* Required work
Would you return the full listing exactly, with nothing altered?

* Recorded information
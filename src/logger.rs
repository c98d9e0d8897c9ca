//! Session logger. One optional log file per session, truncated on every
//! start, plus an optional mirror to stderr for `--verbose` runs.
//!
//! Default file location:
//!   Windows:  `%APPDATA%\PixelsEditor\pixels-editor.log`
//!   Linux:    `~/.local/share/pixels-editor/pixels-editor.log`
//!   macOS:    `~/Library/Application Support/PixelsEditor/pixels-editor.log`
//!
//! Use the `log_debug!` / `log_info!` / `log_warn!` / `log_err!` macros
//! anywhere in the crate. Before [`init`] they are silent no-ops, so the
//! library can be embedded without a sink.

use std::fs::{self, File, OpenOptions};
use std::io::Write;
use std::path::{Path, PathBuf};
use std::sync::{Mutex, OnceLock};
use std::time::{SystemTime, UNIX_EPOCH};

struct Sink {
    file: Option<Mutex<File>>,
    path: Option<PathBuf>,
    echo_stderr: bool,
}

static SINK: OnceLock<Sink> = OnceLock::new();

/// Where log lines go.
#[derive(Clone, Debug, Default)]
pub struct LogOptions {
    /// Log file, truncated at init. `None` disables file output.
    pub file: Option<PathBuf>,
    /// Mirror every line to stderr.
    pub echo_stderr: bool,
}

/// Returns the path to the current session log file.
pub fn log_path() -> Option<&'static Path> {
    SINK.get().and_then(|s| s.path.as_deref())
}

/// Write a line to the session log. I/O errors are ignored so logging never
/// takes down an edit.
pub fn write_line(line: &str) {
    let Some(sink) = SINK.get() else { return };
    if let Some(mutex) = &sink.file
        && let Ok(mut file) = mutex.lock()
    {
        let _ = writeln!(file, "{}", line);
    }
    if sink.echo_stderr {
        eprintln!("{}", line);
    }
}

/// Write a timestamped, level-tagged line to the session log.
pub fn write(level: &str, msg: &str) {
    if SINK.get().is_none() {
        return;
    }
    write_line(&format!("[{}] [{}] {}", timestamp(), level, msg));
}

#[macro_export]
macro_rules! log_debug {
    ($($arg:tt)*) => {
        $crate::logger::write("DEBUG", &format!($($arg)*));
    };
}

#[macro_export]
macro_rules! log_info {
    ($($arg:tt)*) => {
        $crate::logger::write("INFO", &format!($($arg)*));
    };
}

#[macro_export]
macro_rules! log_warn {
    ($($arg:tt)*) => {
        $crate::logger::write("WARN", &format!($($arg)*));
    };
}

#[macro_export]
macro_rules! log_err {
    ($($arg:tt)*) => {
        $crate::logger::write("ERROR", &format!($($arg)*));
    };
}

/// Initialise the session logger. Only the first call has any effect.
///
/// * Creates (or truncates) the log file, if one is configured.
/// * Installs a panic hook that writes the panic message to the log before
///   handing over to the previous hook.
pub fn init(options: LogOptions) {
    if SINK.get().is_some() {
        return;
    }

    let mut file = None;
    let mut path = None;
    if let Some(p) = options.file {
        if let Some(parent) = p.parent() {
            let _ = fs::create_dir_all(parent);
        }
        match OpenOptions::new().create(true).write(true).truncate(true).open(&p) {
            Ok(f) => {
                file = Some(Mutex::new(f));
                path = Some(p);
            }
            Err(e) => {
                // Not fatal: keep going with stderr only.
                eprintln!("[logger] Failed to open log file {:?}: {}", p, e);
            }
        }
    }

    let sink = Sink { file, path, echo_stderr: options.echo_stderr };
    if SINK.set(sink).is_err() {
        return;
    }

    write_line(&format!("=== pixels-editor session started {} ===", human_timestamp()));
    if let Some(p) = log_path() {
        write_line(&format!("Log file: {}", p.display()));
    }

    let prev = std::panic::take_hook();
    std::panic::set_hook(Box::new(move |info| {
        write_line(&format!("[{}] [PANIC] {}", timestamp(), info));
        prev(info);
    }));
}

/// Default per-user log file.
pub fn default_log_path() -> PathBuf {
    let dir = if cfg!(target_os = "linux") { "pixels-editor" } else { "PixelsEditor" };
    data_dir().join(dir).join("pixels-editor.log")
}

/// Platform data directory (without the app sub-folder).
fn data_dir() -> PathBuf {
    #[cfg(target_os = "windows")]
    {
        if let Ok(appdata) = std::env::var("APPDATA") {
            return PathBuf::from(appdata);
        }
    }
    #[cfg(target_os = "macos")]
    {
        if let Ok(home) = std::env::var("HOME") {
            return PathBuf::from(home)
                .join("Library")
                .join("Application Support");
        }
    }
    if let Ok(xdg) = std::env::var("XDG_DATA_HOME") {
        return PathBuf::from(xdg);
    }
    if let Ok(home) = std::env::var("HOME") {
        return PathBuf::from(home).join(".local").join("share");
    }
    PathBuf::from(".")
}

/// HH:MM:SS (UTC) within the current day.
fn timestamp() -> String {
    match SystemTime::now().duration_since(UNIX_EPOCH) {
        Ok(d) => {
            let secs = d.as_secs();
            let h = (secs % 86400) / 3600;
            let m = (secs % 3600) / 60;
            let s = secs % 60;
            format!("{:02}:{:02}:{:02}", h, m, s)
        }
        Err(_) => "??:??:??".to_string(),
    }
}

fn human_timestamp() -> String {
    match SystemTime::now().duration_since(UNIX_EPOCH) {
        Ok(d) => format!("(unix {})", d.as_secs()),
        Err(_) => "(unknown time)".to_string(),
    }
}

#[cfg(test)]
mod tests {
    use super::*;

    #[test]
    fn timestamp_shape() {
        let ts = timestamp();
        assert_eq!(ts.len(), 8);
        assert_eq!(ts.as_bytes()[2], b':');
        assert_eq!(ts.as_bytes()[5], b':');
    }

    #[test]
    fn default_path_names_the_app() {
        let path = default_log_path();
        assert_eq!(path.file_name().and_then(|n| n.to_str()), Some("pixels-editor.log"));
    }
}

* Solved exercise
filename src/logger.rs
repository c98d9e0d8897c9ca
//! Session logger. One optional log file per session, truncated on every
//! start, plus an optional mirror to stderr for `--verbose` runs.
//!
//! Default file location:
//!   Windows:  `%APPDATA%\PixelsEditor\pixels-editor.log`
//!   Linux:    `~/.local/share/pixels-editor/pixels-editor.log`
//!   macOS:    `~/Library/Application Support/PixelsEditor/pixels-editor.log`
//!
//! Use the `log_debug!` / `log_info!` / `log_warn!` / `log_err!` macros
//! anywhere in the crate. Before [`init`] they are silent no-ops, so the
//! library can be embedded without a sink.

use std::fs::{self, File, OpenOptions};
use std::io::Write;
use std::path::{Path, PathBuf};
use std::sync::{Mutex, OnceLock};
use std::time::{SystemTime, UNIX_EPOCH};

struct Sink {
    file: Option<Mutex<File>>,
    path: Option<PathBuf>,
    echo_stderr: bool,
}

static SINK: OnceLock<Sink> = OnceLock::new();

/// Where log lines go.
#[derive(Clone, Debug, Default)]
pub struct LogOptions {
    /// Log file, truncated at init. `None` disables file output.
    pub file: Option<PathBuf>,
    /// Mirror every line to stderr.
    pub echo_stderr: bool,
}

/// Returns the path to the current session log file.
pub fn log_path() -> Option<&'static Path> {
    SINK.get().and_then(|s| s.path.as_deref())
}

/// Write a line to the session log. I/O errors are ignored so logging never
/// takes down an edit.
pub fn write_line(line: &str) {
    let Some(sink) = SINK.get() else { return };
    if let Some(mutex) = &sink.file
        && let Ok(mut file) = mutex.lock()
    {
        let _ = writeln!(file, "{}", line);
    }
    if sink.echo_stderr {
        eprintln!("{}", line);
    }
}

/// Write a timestamped, level-tagged line to the session log.
pub fn write(level: &str, msg: &str) {
    if SINK.get().is_none() {
        return;
    }
    write_line(&format!("[{}] [{}] {}", timestamp(), level, msg));
}

#[macro_export]
macro_rules! log_debug {
    ($($arg:tt)*) => {
        $crate::logger::write("DEBUG", &format!($($arg)*));
    };
}

#[macro_export]
macro_rules! log_info {
    ($($arg:tt)*) => {
        $crate::logger::write("INFO", &format!($($arg)*));
    };
}

#[macro_export]
macro_rules! log_warn {
    ($($arg:tt)*) => {
        $crate::logger::write("WARN", &format!($($arg)*));
    };
}

#[macro_export]
macro_rules! log_err {
    ($($arg:tt)*) => {
        $crate::logger::write("ERROR", &format!($($arg)*));
    };
}

/// Initialise the session logger. Only the first call has any effect.
///
/// * Creates (or truncates) the log file, if one is configured.
/// * Installs a panic hook that writes the panic message to the log before
///   handing over to the previous hook.
pub fn init(options: LogOptions) {
    if SINK.get().is_some() {
        return;
    }

    let mut file = None;
    let mut path = None;
    if let Some(p) = options.file {
        if let Some(parent) = p.parent() {
            let _ = fs::create_dir_all(parent);
        }
        match OpenOptions::new().create(true).write(true).truncate(true).open(&p) {
            Ok(f) => {
                file = Some(Mutex::new(f));
                path = Some(p);
            }
            Err(e) => {
                // Not fatal: keep going with stderr only.
                eprintln!("[logger] Failed to open log file {:?}: {}", p, e);
            }
        }
    }

    let sink = Sink { file, path, echo_stderr: options.echo_stderr };
    if SINK.set(sink).is_err() {
        return;
    }

    write_line(&format!("=== pixels-editor session started {} ===", human_timestamp()));
    if let Some(p) = log_path() {
        write_line(&format!("Log file: {}", p.display()));
    }

    let prev = std::panic::take_hook();
    std::panic::set_hook(Box::new(move |info| {
        write_line(&format!("[{}] [PANIC] {}", timestamp(), info));
        prev(info);
    }));
}

/// Default per-user log file.
pub fn default_log_path() -> PathBuf {
    let dir = if cfg!(target_os = "linux") { "pixels-editor" } else { "PixelsEditor" };
    data_dir().join(dir).join("pixels-editor.log")
}

/// Platform data directory (without the app sub-folder).
fn data_dir() -> PathBuf {
    #[cfg(target_os = "windows")]
    {
        if let Ok(appdata) = std::env::var("APPDATA") {
            return PathBuf::from(appdata);
        }
    }
    #[cfg(target_os = "macos")]
    {
        if let Ok(home) = std::env::var("HOME") {
            return PathBuf::from(home)
                .join("Library")
                .join("Application Support");
        }
    }
    if let Ok(xdg) = std::env::var("XDG_DATA_HOME") {
        return PathBuf::from(xdg);
    }
    if let Ok(home) = std::env::var("HOME") {
        return PathBuf::from(home).join(".local").join("share");
    }
    PathBuf::from(".")
}

/// HH:MM:SS (UTC) within the current day.
fn timestamp() -> String {
    match SystemTime::now().duration_since(UNIX_EPOCH) {
        Ok(d) => {
            let secs = d.as_secs();
            let h = (secs % 86400) / 3600;
            let m = (secs % 3600) / 60;
            let s = secs % 60;
            format!("{:02}:{:02}:{:02}", h, m, s)
        }
        Err(_) => "??:??:??".to_string(),
    }
}

fn human_timestamp() -> String {
    match SystemTime::now().duration_since(UNIX_EPOCH) {
        Ok(d) => format!("(unix {})", d.as_secs()),
        Err(_) => "(unknown time)".to_string(),
    }
}

#[cfg(test)]
mod tests {
    use super::*;

    #[test]
    fn timestamp_shape() {
        let ts = timestamp();
        assert_eq!(ts.len(), 8);
        assert_eq!(ts.as_bytes()[2], b':');
        assert_eq!(ts.as_bytes()[5], b':');
    }

    #[test]
    fn default_path_names_the_app() {
        let path = default_log_path();
        assert_eq!(path.file_name().and_then(|n| n.to_str()), Some("pixels-editor.log"));
    }
}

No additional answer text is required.